» **EXERCISE AIM**
Please return each record below exactly, with nothing left out.

» **GIVEN DATA**
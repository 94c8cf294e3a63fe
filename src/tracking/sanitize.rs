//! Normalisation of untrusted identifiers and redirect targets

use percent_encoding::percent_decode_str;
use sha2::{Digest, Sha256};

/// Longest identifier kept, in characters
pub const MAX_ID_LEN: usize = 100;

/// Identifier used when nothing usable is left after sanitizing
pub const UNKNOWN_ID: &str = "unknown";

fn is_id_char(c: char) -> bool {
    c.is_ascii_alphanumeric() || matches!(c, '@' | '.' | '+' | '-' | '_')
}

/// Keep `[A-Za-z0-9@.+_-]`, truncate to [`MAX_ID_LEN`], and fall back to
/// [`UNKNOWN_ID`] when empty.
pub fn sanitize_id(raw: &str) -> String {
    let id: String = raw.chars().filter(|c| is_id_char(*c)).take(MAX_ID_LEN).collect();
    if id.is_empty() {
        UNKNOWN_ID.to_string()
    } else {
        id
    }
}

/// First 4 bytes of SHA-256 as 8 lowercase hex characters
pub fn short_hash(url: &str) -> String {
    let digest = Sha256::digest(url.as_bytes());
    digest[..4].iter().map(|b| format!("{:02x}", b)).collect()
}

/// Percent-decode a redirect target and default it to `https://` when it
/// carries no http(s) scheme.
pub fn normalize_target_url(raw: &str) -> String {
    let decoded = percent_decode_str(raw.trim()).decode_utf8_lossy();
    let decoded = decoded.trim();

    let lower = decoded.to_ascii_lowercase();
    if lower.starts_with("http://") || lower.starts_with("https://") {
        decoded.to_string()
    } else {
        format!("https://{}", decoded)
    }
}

» **SOLUTION FOR THIS PROBLEM**
repository 94c8cf294e3a63fe
filename src/tracking/sanitize.rs
//! Normalisation of untrusted identifiers and redirect targets

use percent_encoding::percent_decode_str;
use sha2::{Digest, Sha256};

/// Longest identifier kept, in characters
pub const MAX_ID_LEN: usize = 100;

/// Identifier used when nothing usable is left after sanitizing
pub const UNKNOWN_ID: &str = "unknown";

fn is_id_char(c: char) -> bool {
    c.is_ascii_alphanumeric() || matches!(c, '@' | '.' | '+' | '-' | '_')
}

/// Keep `[A-Za-z0-9@.+_-]`, truncate to [`MAX_ID_LEN`], and fall back to
/// [`UNKNOWN_ID`] when empty.
pub fn sanitize_id(raw: &str) -> String {
    let id: String = raw.chars().filter(|c| is_id_char(*c)).take(MAX_ID_LEN).collect();
    if id.is_empty() {
        UNKNOWN_ID.to_string()
    } else {
        id
    }
}

/// First 4 bytes of SHA-256 as 8 lowercase hex characters
pub fn short_hash(url: &str) -> String {
    let digest = Sha256::digest(url.as_bytes());
    digest[..4].iter().map(|b| format!("{:02x}", b)).collect()
}

/// Percent-decode a redirect target and default it to `https://` when it
/// carries no http(s) scheme.
pub fn normalize_target_url(raw: &str) -> String {
    let decoded = percent_decode_str(raw.trim()).decode_utf8_lossy();
    let decoded = decoded.trim();

    let lower = decoded.to_ascii_lowercase();
    if lower.starts_with("http://") || lower.starts_with("https://") {
        decoded.to_string()
    } else {
        format!("https://{}", decoded)
    }
}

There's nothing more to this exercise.